Illustração Portugueza foi uma revista semanal lançada pelo Jornal O Século há cerca de 100 anos atrás. Transcrevo aqui, em duas partes, um artigo publicado nesta revista datado de 1906, por F. Neves Pereira, que relata a vida dos minhotos. É uma vida dura mas que talvez não difira muito daquela que se tinha há umas poucas décadas atrás fora das cidades.


Como vive e de que vive o lavrador do Minho (1ª parte)



O alimento d’este casal de noivos pobres reduz-se a pouco mais do que a caldo e pão. O homem que trabalha da aurora até à noite, a mulher que o acompanha na sua lida incessante, comem menos do que as creanças da cidade. E attentae na mulher. Se a gravidez a não deformou já, é uma mocetona corada e jovial, de larga bacia fecunda, de aflantes seios, de roliços braços de trabalhadora e de amorosa. O homem é musculoso e rijo. Ambos cantam emquanto sacham. Nenhuma tristeza perturba esse casal pacifico e laborioso. Gosam amplamente as duas saúdes humanas: a moral e a physica, de cuja união resultam as felicidades perfeitas. O trabalho é o seu regímen moral. Vae ver-se em que consiste o seu regímen alimentar, base da saude do corpo.

O caldo d’estes trabalhadores infatigáveis reduz-se a algumas couves gallegas, apanhadas na horta, a alguns feijões – poucos, porque são caros – e um magro fio de azeite como adubo. O pão é de milho e centeio, cozido em grandes fornadas de dois ou três alqueires… para durar, tornar-se rijo e render mais! O cozer pão a miúdo é prejudicial á economia. Come-se mais emquanto é fresco e quantas mais vezes se acende o forno mais lenha se consome! Raras, muito raras vezes, á merenda, comem os lavradores, como presigo, uma sardinha. De longe a longe, quando o sardinheiro as vende a mais de 5 ao vintém, a mulher aventura-se a gastar dez réis n’esse luxo superfluo! Quando se diga que um quartilho de azeite, que nas aldeias do Minho póde custar seis ou sete vinténs, dura a um casal pobre de 15 dias a um mez, ter-se-ia completado o quadro impressionador da espantosa economia minhota.

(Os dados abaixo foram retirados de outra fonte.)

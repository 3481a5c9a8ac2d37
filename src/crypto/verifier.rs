// SPDX-License-Identifier: AGPL-3.0-or-later
//
// Copyright (C) 2026 Atlas Vault Contributors

//! Persisted password verifier for the login decision.
//!
//! Deliberately separate from key derivation: the verifier uses its **own**
//! random salt, so the stored hash and the encryption key live in unrelated
//! key spaces. Compromise of the verifier does not hand an attacker the
//! token key, and the derived key itself is never stored or compared.

use base64ct::{Base64UrlUnpadded, Encoding};
use pbkdf2::pbkdf2_hmac;
use serde::{Deserialize, Serialize};
use sha2::Sha256;
use subtle::ConstantTimeEq;
use unicode_normalization::UnicodeNormalization;

use super::kdf::{generate_salt, PBKDF2_ITERATIONS};

/// Verifier hash length in bytes.
const HASH_LEN: usize = 32;

/// One-way, independently salted password hash.
///
/// Stored inside the user record; used only to decide login success.
#[derive(Debug, Clone, Serialize, Deserialize)]
pub struct PasswordVerifier {
    /// Verifier salt (base64url, 16 bytes); independent of the key salt
    salt: String,
    /// PBKDF2-HMAC-SHA256 digest of the password (base64url, 32 bytes)
    hash: String,
}

impl PasswordVerifier {
    /// Hash a password under a fresh random salt.
    pub fn new(password: &str) -> Self {
        let salt = generate_salt();
        let hash = stretch(password, &salt);
        Self {
            salt: Base64UrlUnpadded::encode_string(&salt),
            hash: Base64UrlUnpadded::encode_string(&hash),
        }
    }

    /// Check a password attempt in constant time.
    ///
    /// Returns `false` for a wrong password or an unreadable stored
    /// verifier; the caller must not distinguish the two.
    pub fn verify(&self, password: &str) -> bool {
        let Ok(salt) = Base64UrlUnpadded::decode_vec(&self.salt) else {
            return false;
        };
        let Ok(stored) = Base64UrlUnpadded::decode_vec(&self.hash) else {
            return false;
        };
        if stored.len() != HASH_LEN {
            return false;
        }

        let computed = stretch(password, &salt);
        computed.ct_eq(&stored[..]).into()
    }
}

fn stretch(password: &str, salt: &[u8]) -> [u8; HASH_LEN] {
    let normalized: String = password.nfkc().collect();
    let mut hash = [0u8; HASH_LEN];
    pbkdf2_hmac::<Sha256>(normalized.as_bytes(), salt, PBKDF2_ITERATIONS, &mut hash);
    hash
}
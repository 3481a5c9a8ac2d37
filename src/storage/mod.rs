// SPDX-License-Identifier: AGPL-3.0-or-later
//
// Copyright (C) 2026 Atlas Vault Contributors

//! # Record Store
//!
//! Persistence substrate for the vault. The store never sees plaintext
//! beyond the user document itself: goals are written as opaque ciphertext
//! tokens keyed by `(owner, record kind, id)`, and the user document holds
//! only the password verifier, the key salt, and more tokens.
//!
//! Single-writer, single-process, simple key lookups: no query language,
//! no migrations, no concurrent-access guarantees.
//!
//! ## Storage Layout
//!
//! ```text
//! {root}/
//!   users/
//!     {username}.json          # StoredUser (verifier + salt + tokens)
//!   records/{username}/
//!     goals/
//!       {goal_id}.token        # one opaque ciphertext token per goal
//! ```
//!
//! The core consumes the [`RecordStore`] trait; [`FsRecordStore`] is the
//! bundled filesystem implementation with atomic tmp-then-rename writes.

pub mod paths;
pub mod record_store;

pub use paths::StoragePaths;
pub use record_store::{
    FsRecordStore, RecordKind, RecordStore, StorageError, StorageResult,
};
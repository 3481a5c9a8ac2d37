// SPDX-License-Identifier: AGPL-3.0-or-later
//
// Copyright (C) 2026 Atlas Vault Contributors

//! # Core Data Models
//!
//! This module defines the persisted document types of the vault. All types
//! derive `Serialize` and `Deserialize`; goals are stored as a single opaque
//! ciphertext token per goal, users as one JSON document per user.
//!
//! ## Derived Fields
//!
//! `Goal::current` and `Entry::accumulated` are **derived** values. They are
//! never written directly by a caller; the ledger engine recomputes both from
//! the full entry history after every mutation (see [`crate::ledger::engine`]).
//!
//! ## Model Categories
//!
//! - **Goals**: savings targets with an append-and-recompute entry history
//! - **Entries**: timestamped contributions, withdrawals, and corrections
//! - **Users**: login verifier, key salt, and encrypted profile/aggregate

use chrono::{DateTime, Utc};
use serde::{Deserialize, Serialize};
use uuid::Uuid;

use crate::crypto::verifier::PasswordVerifier;

// =============================================================================
// Goal Models
// =============================================================================

/// Classification of a goal's balance.
#[derive(Debug, Clone, Copy, PartialEq, Eq, Serialize, Deserialize)]
#[serde(rename_all = "snake_case")]
pub enum GoalKind {
    /// Balance counts toward the user's aggregate net worth
    NetWorth,
    /// A recurring savings target; excluded from the aggregate
    PeriodicContribution,
}

/// A savings goal with a full transaction history.
///
/// `current` and each entry's `accumulated` are recomputed by the ledger
/// engine; the only user-driven mutations are entry additions, edits, and
/// removals, always followed by a full rebuild.
#[derive(Debug, Clone, Serialize, Deserialize, PartialEq)]
pub struct Goal {
    /// Opaque stable identifier (UUID)
    pub id: String,
    /// User-facing goal name
    pub name: String,
    /// Whether the balance counts toward net worth
    pub kind: GoalKind,
    /// Monetary target, >= 0
    pub target: f64,
    /// Running balance after the chronologically last entry (derived)
    pub current: f64,
    /// Transaction history; chronological order is restored on rebuild
    pub history: Vec<Entry>,
    /// System-created goal that resists deletion
    #[serde(default)]
    pub is_default: bool,
}

impl Goal {
    /// Create an empty goal with a fresh UUID.
    pub fn new(name: impl Into<String>, kind: GoalKind, target: f64) -> Self {
        Self {
            id: Uuid::new_v4().to_string(),
            name: name.into(),
            kind,
            target,
            current: 0.0,
            history: Vec::new(),
            is_default: false,
        }
    }
}

// =============================================================================
// Entry Models
// =============================================================================

/// How an entry acts on the running balance.
#[derive(Debug, Clone, Copy, PartialEq, Eq, Serialize, Deserialize)]
#[serde(rename_all = "snake_case")]
pub enum EntryKind {
    /// Adds `amount` to the running balance
    Contribution,
    /// Subtracts `amount` from the running balance
    Withdrawal,
    /// Resets the running balance to `amount`, ignoring prior history
    Correction,
}

/// One timestamped transaction within a goal's history.
#[derive(Debug, Clone, Serialize, Deserialize, PartialEq)]
pub struct Entry {
    /// Unique within the owning goal (UUID)
    pub uid: String,
    /// Event time; entries are processed in ascending timestamp order
    pub timestamp: DateTime<Utc>,
    /// Balance effect of this entry
    pub kind: EntryKind,
    /// Monetary amount: > 0 for contribution/withdrawal, the absolute
    /// reset value for a correction
    pub amount: f64,
    /// Free-text note
    #[serde(default)]
    pub description: String,
    /// Running balance after this entry is applied (derived)
    pub accumulated: f64,
}

/// Caller-supplied fields for a new entry; uid and accumulated are assigned
/// by the core.
#[derive(Debug, Clone)]
pub struct NewEntry {
    pub timestamp: DateTime<Utc>,
    pub kind: EntryKind,
    pub amount: f64,
    pub description: String,
}

impl From<NewEntry> for Entry {
    fn from(new: NewEntry) -> Self {
        Entry {
            uid: Uuid::new_v4().to_string(),
            timestamp: new.timestamp,
            kind: new.kind,
            amount: new.amount,
            description: new.description,
            accumulated: 0.0,
        }
    }
}

/// Partial update for an existing entry. `None` fields are left unchanged.
#[derive(Debug, Clone, Default)]
pub struct EntryPatch {
    pub timestamp: Option<DateTime<Utc>>,
    pub kind: Option<EntryKind>,
    pub amount: Option<f64>,
    pub description: Option<String>,
}

// =============================================================================
// User Models
// =============================================================================

/// Persisted user document.
///
/// The derived encryption key is never stored; `verifier` only decides login
/// success, and `key_salt` feeds the KDF. The profile and net-worth fields
/// are opaque ciphertext tokens sealed under the user's derived key.
#[derive(Debug, Clone, Serialize, Deserialize)]
pub struct StoredUser {
    /// Unique login name (also the storage key)
    pub username: String,
    /// Independently salted one-way password hash, for login only
    pub verifier: PasswordVerifier,
    /// Per-user salt feeding key derivation (base64url, 16 bytes).
    /// Losing it makes this user's tokens permanently undecryptable.
    pub key_salt: String,
    /// Sealed free-form profile document (JSON)
    pub encrypted_profile: String,
    /// Sealed decimal string: sum of `current` over net-worth goals
    pub encrypted_net_worth: String,
}
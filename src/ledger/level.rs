// SPDX-License-Identifier: AGPL-3.0-or-later
//
// Copyright (C) 2026 Atlas Vault Contributors

//! Level/progress scoring of the net-worth aggregate.
//!
//! Geometric schedule: level 1 starts at 100, each level doubles the
//! floor (100, 200, 400, 800, ...). Below the base value the user is at
//! level 0 with linear progress toward level 1.

/// Monetary floor of level 1.
const LEVEL_BASE_VALUE: f64 = 100.0;

/// Floor multiplier from one level to the next.
const LEVEL_GROWTH_FACTOR: f64 = 2.0;

/// Strictly-positive input floor keeping the logarithm defined.
const MIN_TOTAL: f64 = 0.1;

/// Discrete level and progress for a monetary total.
#[derive(Debug, Clone, Copy, PartialEq)]
pub struct LevelInfo {
    /// Discrete level; 0 below the base value
    pub level: u32,
    /// Monetary floor of the current level
    pub floor: f64,
    /// Amount still needed to reach the next level
    pub amount_to_next: f64,
    /// Position within the current level, in [0, 1]
    pub progress: f64,
}

/// Score a monetary total on the geometric level schedule.
///
/// Pure and side-effect free. Non-finite input is a caller bug: reject it
/// before invoking.
pub fn score(total: f64) -> LevelInfo {
    debug_assert!(total.is_finite(), "level score called with non-finite total");

    let total = total.max(MIN_TOTAL);
    if total < LEVEL_BASE_VALUE {
        return LevelInfo {
            level: 0,
            floor: 0.0,
            amount_to_next: LEVEL_BASE_VALUE - total,
            progress: total / LEVEL_BASE_VALUE,
        };
    }

    let level = (total / LEVEL_BASE_VALUE).log(LEVEL_GROWTH_FACTOR).floor() as u32 + 1;
    let floor = LEVEL_BASE_VALUE * LEVEL_GROWTH_FACTOR.powi(level as i32 - 1);
    let next = LEVEL_BASE_VALUE * LEVEL_GROWTH_FACTOR.powi(level as i32);
    let progress = ((total - floor) / (next - floor)).min(1.0);

    LevelInfo {
        level,
        floor,
        amount_to_next: next - total,
        progress,
    }
}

Annos há, porém, em que o pão escasseia, a arca se esgota, e o preço do alqueire de milho sobe, como há quatro annos, acima de oito tostões. Então o lavrador passa a comer pão de centeio e semeia batatas para substituir o thesouro alimentar da boroa de milho. Á salgadeira – os que a teem – vão apenas pelas festas do anno: o Entrudo, a Paschoa e o Natal, ou em dias de trabalho extraordinário, quando não podem de todo em todo, sósinhos, grangear as terras, e rogam o auxilio dos visinhos, que vêem ajudar, só pela mantença.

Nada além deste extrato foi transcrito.